Start of Block
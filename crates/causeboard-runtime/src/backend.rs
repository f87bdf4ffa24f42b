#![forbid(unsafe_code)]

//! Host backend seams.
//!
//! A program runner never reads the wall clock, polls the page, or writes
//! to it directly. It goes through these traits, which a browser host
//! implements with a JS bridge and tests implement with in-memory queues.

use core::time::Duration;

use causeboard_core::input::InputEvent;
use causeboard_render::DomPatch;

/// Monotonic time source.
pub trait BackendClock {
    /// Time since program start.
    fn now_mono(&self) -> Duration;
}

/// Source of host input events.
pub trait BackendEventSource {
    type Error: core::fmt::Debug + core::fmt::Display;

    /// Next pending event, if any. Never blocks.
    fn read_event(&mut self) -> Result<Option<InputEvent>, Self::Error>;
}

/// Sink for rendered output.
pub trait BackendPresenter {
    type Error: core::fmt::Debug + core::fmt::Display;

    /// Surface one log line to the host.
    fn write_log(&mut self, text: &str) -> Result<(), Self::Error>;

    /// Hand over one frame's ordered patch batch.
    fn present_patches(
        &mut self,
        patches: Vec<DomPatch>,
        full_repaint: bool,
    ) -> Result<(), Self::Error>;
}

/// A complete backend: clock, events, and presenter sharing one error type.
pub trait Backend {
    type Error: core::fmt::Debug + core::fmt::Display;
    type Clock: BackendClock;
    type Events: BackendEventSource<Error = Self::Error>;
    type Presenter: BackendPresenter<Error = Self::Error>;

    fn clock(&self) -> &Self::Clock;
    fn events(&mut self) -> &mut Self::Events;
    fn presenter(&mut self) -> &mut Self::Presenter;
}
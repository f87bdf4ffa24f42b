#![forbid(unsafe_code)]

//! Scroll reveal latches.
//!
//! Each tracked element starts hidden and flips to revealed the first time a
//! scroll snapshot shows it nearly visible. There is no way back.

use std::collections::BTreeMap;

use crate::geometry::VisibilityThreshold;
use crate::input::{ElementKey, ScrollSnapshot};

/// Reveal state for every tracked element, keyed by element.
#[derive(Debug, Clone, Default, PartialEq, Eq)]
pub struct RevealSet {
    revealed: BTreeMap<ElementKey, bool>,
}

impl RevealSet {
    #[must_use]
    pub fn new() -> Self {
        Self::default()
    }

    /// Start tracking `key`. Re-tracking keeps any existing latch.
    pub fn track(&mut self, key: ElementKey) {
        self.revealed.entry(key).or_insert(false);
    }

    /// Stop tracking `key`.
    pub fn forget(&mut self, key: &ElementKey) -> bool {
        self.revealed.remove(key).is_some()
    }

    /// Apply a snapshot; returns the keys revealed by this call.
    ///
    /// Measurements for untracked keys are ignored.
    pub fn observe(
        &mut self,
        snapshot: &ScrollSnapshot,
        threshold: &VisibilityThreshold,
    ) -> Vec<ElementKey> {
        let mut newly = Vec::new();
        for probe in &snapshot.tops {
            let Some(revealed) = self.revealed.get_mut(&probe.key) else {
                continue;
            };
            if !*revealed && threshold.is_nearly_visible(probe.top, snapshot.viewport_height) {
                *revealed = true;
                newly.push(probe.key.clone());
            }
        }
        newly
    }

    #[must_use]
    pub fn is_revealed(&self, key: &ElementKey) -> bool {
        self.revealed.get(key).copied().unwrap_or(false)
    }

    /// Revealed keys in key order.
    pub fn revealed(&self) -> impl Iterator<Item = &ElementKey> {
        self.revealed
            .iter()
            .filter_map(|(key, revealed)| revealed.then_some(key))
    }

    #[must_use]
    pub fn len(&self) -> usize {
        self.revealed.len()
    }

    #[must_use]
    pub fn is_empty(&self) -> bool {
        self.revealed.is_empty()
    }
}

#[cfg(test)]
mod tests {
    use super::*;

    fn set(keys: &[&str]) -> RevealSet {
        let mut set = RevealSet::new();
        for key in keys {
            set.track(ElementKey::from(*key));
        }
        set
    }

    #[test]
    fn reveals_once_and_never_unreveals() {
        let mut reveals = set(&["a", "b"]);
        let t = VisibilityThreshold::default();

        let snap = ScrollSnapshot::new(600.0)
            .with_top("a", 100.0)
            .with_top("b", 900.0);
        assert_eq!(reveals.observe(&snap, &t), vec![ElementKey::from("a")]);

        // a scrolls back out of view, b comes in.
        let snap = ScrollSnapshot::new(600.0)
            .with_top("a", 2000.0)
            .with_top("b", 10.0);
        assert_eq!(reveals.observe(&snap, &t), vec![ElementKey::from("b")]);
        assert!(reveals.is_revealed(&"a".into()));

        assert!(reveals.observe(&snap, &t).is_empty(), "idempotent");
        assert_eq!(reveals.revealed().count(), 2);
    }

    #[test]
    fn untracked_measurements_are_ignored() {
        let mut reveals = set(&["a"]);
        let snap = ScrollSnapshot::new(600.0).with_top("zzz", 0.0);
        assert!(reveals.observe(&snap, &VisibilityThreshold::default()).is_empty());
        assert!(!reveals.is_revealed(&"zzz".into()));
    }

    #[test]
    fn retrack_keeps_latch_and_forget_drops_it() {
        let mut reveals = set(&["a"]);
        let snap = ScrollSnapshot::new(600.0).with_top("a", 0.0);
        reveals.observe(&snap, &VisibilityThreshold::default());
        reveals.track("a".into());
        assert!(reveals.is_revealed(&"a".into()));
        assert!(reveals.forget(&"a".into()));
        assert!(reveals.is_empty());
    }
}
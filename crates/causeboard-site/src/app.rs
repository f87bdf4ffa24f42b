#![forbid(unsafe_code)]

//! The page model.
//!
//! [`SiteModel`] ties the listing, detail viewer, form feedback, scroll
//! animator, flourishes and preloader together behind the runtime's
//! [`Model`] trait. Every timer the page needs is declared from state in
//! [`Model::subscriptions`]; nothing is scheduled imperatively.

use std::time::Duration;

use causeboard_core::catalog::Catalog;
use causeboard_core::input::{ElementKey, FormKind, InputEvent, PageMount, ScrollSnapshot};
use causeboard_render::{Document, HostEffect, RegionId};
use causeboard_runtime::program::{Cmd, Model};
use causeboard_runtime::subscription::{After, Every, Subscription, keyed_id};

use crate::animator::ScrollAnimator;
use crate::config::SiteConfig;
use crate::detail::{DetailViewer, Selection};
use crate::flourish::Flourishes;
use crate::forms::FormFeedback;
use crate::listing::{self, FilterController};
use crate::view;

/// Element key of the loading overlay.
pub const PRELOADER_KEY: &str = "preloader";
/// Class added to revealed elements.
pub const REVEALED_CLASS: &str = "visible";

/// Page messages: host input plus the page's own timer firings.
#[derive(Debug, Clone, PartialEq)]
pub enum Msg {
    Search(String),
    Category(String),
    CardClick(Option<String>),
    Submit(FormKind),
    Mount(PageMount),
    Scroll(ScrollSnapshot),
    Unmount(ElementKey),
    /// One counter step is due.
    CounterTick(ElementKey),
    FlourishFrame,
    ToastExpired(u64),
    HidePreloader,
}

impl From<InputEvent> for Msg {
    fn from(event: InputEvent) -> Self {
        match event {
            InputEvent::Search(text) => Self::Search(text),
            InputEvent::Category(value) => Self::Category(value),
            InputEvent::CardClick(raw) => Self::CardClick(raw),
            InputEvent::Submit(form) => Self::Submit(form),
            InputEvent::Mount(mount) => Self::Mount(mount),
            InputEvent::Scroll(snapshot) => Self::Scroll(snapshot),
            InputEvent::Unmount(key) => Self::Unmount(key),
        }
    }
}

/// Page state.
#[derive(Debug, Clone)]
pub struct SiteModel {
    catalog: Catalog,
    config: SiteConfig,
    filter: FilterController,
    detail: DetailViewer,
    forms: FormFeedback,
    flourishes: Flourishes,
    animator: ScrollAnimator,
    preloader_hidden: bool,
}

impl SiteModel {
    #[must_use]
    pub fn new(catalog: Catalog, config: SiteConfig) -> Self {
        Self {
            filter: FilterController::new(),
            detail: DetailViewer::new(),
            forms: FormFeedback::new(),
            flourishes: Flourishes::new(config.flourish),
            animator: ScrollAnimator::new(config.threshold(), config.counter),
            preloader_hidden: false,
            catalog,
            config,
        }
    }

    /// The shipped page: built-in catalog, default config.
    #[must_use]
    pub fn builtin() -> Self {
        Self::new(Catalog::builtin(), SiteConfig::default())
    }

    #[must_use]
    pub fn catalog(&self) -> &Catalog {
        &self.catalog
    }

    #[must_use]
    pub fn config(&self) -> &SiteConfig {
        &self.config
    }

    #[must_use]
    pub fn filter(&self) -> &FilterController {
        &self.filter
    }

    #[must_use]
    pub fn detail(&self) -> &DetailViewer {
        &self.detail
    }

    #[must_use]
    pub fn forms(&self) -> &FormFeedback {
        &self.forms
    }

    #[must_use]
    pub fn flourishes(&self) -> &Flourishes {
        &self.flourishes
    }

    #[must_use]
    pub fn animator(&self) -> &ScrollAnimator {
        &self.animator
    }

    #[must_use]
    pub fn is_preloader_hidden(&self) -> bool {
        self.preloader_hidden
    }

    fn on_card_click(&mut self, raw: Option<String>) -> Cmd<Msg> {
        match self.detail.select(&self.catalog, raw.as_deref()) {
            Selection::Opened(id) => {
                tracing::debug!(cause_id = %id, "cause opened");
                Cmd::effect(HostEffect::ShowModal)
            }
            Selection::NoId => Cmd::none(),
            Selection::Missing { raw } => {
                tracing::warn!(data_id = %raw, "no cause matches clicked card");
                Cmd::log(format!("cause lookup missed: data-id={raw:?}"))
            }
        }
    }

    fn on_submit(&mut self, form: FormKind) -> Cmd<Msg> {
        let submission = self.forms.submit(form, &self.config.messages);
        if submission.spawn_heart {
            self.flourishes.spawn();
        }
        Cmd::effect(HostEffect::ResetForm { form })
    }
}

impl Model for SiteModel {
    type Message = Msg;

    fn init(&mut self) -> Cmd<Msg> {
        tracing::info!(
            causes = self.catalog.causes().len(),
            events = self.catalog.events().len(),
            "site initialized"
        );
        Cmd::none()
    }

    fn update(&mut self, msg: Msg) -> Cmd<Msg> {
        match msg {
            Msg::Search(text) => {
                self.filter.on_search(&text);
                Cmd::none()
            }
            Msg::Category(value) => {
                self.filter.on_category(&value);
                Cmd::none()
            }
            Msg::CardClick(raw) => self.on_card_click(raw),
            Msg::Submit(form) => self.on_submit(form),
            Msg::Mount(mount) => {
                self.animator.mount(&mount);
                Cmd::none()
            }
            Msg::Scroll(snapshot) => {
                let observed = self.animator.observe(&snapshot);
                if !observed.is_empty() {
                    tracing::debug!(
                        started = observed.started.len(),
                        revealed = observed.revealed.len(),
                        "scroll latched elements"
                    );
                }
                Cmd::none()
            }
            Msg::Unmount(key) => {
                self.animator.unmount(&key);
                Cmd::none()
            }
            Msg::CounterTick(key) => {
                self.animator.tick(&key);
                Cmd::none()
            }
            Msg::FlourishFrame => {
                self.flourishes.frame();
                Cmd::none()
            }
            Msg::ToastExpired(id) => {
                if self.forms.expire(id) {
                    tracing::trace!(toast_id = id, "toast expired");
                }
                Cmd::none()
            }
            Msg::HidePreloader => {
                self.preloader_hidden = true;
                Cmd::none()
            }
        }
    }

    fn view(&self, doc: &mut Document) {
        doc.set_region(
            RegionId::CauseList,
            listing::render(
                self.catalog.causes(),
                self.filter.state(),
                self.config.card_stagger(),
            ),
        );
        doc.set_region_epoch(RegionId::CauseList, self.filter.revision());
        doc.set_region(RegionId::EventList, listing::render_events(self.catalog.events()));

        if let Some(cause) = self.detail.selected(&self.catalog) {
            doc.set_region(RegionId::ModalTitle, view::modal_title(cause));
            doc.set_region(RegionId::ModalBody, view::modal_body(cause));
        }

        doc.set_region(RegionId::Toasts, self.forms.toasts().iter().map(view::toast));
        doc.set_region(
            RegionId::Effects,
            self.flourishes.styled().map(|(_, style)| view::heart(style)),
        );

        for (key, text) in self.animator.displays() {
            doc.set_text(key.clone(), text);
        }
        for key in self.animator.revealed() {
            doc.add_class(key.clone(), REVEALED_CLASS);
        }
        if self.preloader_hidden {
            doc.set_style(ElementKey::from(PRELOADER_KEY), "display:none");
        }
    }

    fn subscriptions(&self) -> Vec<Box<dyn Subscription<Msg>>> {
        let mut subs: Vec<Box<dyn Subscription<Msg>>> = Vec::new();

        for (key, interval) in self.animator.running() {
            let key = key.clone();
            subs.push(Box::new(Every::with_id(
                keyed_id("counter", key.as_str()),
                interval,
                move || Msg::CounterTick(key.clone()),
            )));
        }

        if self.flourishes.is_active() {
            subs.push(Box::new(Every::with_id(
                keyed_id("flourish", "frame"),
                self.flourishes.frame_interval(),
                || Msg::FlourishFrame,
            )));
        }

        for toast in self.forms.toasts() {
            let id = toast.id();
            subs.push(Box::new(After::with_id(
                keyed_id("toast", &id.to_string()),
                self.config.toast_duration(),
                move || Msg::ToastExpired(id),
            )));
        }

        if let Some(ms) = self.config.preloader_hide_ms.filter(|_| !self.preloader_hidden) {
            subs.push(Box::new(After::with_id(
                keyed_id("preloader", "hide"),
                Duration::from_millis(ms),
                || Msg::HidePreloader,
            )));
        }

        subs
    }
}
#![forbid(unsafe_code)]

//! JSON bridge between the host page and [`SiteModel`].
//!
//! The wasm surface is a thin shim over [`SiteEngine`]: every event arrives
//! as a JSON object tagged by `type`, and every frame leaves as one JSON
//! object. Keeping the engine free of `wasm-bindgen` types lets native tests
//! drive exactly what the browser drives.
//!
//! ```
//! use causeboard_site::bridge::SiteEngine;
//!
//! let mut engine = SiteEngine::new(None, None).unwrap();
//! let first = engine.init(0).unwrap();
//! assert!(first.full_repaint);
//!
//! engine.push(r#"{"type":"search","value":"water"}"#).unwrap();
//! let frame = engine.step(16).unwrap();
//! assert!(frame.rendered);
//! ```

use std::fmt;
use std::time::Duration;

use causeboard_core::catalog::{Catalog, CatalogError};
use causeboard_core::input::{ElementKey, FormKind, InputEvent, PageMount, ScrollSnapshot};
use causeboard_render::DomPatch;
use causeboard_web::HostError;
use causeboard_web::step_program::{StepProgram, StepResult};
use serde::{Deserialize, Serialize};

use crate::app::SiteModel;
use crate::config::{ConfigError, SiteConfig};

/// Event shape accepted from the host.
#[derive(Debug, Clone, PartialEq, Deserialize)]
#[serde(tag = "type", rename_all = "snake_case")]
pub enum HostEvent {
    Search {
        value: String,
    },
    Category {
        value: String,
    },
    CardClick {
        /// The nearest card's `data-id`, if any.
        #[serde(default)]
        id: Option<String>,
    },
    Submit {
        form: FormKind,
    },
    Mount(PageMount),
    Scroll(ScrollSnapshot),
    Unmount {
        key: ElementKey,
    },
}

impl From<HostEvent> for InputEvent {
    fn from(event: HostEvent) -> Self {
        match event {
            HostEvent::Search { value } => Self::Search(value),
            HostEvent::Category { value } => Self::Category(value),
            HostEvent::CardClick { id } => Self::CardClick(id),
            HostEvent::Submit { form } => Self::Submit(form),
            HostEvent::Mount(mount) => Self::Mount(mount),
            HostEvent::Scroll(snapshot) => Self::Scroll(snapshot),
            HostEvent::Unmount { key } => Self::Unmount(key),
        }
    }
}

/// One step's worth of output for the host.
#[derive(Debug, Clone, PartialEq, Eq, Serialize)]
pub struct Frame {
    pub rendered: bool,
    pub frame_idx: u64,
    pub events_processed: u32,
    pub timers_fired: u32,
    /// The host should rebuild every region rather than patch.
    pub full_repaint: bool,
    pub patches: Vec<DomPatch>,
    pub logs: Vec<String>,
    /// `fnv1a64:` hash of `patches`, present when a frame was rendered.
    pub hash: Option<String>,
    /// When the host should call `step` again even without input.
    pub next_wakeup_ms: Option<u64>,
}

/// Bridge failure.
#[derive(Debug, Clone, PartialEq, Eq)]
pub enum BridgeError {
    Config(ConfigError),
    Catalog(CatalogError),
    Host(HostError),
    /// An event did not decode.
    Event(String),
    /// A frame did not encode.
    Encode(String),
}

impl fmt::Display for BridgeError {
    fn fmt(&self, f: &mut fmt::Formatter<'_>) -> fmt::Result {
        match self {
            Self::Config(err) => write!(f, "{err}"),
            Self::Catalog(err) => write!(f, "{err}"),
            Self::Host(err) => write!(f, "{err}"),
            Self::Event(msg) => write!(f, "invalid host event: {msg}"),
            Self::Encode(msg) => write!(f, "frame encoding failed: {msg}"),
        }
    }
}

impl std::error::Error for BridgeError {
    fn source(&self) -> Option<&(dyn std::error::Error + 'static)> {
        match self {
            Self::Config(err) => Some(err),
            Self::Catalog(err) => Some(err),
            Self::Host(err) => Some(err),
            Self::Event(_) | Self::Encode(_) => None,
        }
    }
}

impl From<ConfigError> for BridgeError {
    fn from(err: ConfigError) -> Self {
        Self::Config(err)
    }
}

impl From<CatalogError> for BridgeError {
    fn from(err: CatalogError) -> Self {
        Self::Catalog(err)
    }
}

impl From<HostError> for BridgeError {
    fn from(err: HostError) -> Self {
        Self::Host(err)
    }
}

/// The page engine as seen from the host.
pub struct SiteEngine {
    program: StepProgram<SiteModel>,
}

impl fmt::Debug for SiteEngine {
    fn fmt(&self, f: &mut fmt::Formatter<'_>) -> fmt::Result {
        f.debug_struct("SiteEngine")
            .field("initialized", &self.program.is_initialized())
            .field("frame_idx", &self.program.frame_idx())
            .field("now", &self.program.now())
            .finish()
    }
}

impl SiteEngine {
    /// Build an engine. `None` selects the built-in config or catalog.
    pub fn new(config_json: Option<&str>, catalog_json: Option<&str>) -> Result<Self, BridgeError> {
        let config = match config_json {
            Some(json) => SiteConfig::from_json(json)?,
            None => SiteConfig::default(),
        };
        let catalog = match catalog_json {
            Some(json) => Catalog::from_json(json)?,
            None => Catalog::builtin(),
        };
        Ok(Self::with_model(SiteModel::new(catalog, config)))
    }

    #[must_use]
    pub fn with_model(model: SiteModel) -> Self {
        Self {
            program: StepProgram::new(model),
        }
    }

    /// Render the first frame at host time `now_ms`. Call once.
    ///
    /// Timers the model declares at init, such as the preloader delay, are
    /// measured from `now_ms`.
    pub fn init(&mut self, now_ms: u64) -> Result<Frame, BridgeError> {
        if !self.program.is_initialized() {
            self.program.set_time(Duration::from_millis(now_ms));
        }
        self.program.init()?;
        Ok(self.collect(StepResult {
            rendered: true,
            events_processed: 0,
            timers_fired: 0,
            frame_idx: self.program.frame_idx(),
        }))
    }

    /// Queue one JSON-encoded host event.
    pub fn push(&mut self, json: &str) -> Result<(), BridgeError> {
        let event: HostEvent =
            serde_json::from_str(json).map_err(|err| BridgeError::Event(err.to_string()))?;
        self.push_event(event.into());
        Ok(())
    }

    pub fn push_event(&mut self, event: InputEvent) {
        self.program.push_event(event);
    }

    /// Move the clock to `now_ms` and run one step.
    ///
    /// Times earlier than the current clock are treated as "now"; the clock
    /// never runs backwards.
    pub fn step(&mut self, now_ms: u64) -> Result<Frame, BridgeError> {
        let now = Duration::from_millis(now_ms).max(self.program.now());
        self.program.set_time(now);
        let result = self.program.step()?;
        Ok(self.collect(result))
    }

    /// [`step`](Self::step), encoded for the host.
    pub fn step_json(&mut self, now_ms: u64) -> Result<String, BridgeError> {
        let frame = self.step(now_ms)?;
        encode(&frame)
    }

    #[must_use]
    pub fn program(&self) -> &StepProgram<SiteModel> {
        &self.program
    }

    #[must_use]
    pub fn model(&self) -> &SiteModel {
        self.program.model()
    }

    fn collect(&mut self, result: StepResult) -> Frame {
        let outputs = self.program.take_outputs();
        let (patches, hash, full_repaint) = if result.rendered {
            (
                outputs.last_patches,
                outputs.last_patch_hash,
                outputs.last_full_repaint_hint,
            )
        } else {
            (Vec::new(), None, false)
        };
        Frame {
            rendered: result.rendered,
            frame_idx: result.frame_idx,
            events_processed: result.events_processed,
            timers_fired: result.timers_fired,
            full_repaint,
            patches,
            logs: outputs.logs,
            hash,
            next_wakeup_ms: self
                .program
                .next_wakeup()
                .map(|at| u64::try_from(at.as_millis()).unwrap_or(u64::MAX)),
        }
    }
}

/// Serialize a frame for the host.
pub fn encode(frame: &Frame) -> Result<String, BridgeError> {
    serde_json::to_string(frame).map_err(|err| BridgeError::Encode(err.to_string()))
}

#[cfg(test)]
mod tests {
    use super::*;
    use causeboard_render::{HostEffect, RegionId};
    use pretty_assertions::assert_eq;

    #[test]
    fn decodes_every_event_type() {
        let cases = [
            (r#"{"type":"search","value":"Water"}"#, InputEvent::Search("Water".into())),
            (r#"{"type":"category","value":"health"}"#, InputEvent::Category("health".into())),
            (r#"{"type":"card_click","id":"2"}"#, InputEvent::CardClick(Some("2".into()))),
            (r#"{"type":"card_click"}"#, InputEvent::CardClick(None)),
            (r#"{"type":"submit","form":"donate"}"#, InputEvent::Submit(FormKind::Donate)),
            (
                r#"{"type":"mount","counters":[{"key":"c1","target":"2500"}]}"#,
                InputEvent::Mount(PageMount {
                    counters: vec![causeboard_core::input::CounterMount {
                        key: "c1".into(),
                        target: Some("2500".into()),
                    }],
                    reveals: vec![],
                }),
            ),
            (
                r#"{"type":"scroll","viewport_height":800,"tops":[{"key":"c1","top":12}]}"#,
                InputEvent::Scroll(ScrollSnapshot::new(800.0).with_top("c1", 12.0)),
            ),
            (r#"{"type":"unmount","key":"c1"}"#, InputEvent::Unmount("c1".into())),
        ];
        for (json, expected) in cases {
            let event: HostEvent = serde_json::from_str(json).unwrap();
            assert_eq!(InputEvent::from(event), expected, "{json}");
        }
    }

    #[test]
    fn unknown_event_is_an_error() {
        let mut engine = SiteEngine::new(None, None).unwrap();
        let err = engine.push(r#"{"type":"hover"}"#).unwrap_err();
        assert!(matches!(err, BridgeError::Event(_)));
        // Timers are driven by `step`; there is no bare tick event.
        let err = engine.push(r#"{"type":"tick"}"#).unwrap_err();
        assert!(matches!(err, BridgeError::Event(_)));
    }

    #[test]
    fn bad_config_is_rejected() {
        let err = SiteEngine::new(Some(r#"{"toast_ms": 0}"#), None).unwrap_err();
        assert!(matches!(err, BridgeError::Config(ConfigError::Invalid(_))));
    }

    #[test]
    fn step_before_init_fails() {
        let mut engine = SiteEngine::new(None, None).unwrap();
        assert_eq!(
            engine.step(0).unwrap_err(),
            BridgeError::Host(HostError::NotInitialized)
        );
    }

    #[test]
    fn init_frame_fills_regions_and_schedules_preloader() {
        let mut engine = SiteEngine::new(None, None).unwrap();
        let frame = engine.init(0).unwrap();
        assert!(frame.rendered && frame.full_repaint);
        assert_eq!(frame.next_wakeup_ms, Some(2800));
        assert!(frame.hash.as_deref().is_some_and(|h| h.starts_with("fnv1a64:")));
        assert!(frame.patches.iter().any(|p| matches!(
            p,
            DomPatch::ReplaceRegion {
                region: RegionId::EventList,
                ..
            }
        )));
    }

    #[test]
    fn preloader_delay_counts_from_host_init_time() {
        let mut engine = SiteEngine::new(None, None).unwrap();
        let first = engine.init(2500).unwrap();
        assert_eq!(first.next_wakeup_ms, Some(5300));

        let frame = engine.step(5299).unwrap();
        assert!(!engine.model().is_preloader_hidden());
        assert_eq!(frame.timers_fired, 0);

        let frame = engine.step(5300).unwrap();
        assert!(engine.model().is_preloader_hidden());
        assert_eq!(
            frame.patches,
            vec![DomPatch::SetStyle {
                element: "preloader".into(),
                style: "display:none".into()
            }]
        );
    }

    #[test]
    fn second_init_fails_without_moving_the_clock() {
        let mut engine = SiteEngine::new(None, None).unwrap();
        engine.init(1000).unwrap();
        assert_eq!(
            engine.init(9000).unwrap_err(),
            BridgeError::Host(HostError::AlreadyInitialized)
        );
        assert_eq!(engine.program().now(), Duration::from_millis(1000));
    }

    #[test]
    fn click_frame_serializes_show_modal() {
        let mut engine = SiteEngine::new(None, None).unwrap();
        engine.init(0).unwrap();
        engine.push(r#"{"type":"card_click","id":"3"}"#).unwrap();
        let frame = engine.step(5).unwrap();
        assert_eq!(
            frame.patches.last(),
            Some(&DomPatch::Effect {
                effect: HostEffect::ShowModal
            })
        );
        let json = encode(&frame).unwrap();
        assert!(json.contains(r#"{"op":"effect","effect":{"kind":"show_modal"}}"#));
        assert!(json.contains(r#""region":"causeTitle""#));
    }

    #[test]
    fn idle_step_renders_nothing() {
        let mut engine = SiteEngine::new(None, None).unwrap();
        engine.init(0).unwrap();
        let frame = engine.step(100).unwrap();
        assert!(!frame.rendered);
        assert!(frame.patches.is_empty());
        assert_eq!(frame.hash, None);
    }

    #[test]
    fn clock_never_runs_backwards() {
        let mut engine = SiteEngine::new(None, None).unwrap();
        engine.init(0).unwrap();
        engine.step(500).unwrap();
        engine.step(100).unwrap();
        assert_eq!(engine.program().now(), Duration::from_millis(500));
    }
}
End of Block
Required action:
Scan the material above for the string "HostEvent", and copy every line where it is found.

Solution to this problem:
pub enum HostEvent {
impl From<HostEvent> for InputEvent {
    fn from(event: HostEvent) -> Self {
            HostEvent::Search { value } => Self::Search(value),
            HostEvent::Category { value } => Self::Category(value),
            HostEvent::CardClick { id } => Self::CardClick(id),
            HostEvent::Submit { form } => Self::Submit(form),
            HostEvent::Mount(mount) => Self::Mount(mount),
            HostEvent::Scroll(snapshot) => Self::Scroll(snapshot),
            HostEvent::Unmount { key } => Self::Unmount(key),
        let event: HostEvent =
            let event: HostEvent = serde_json::from_str(json).unwrap();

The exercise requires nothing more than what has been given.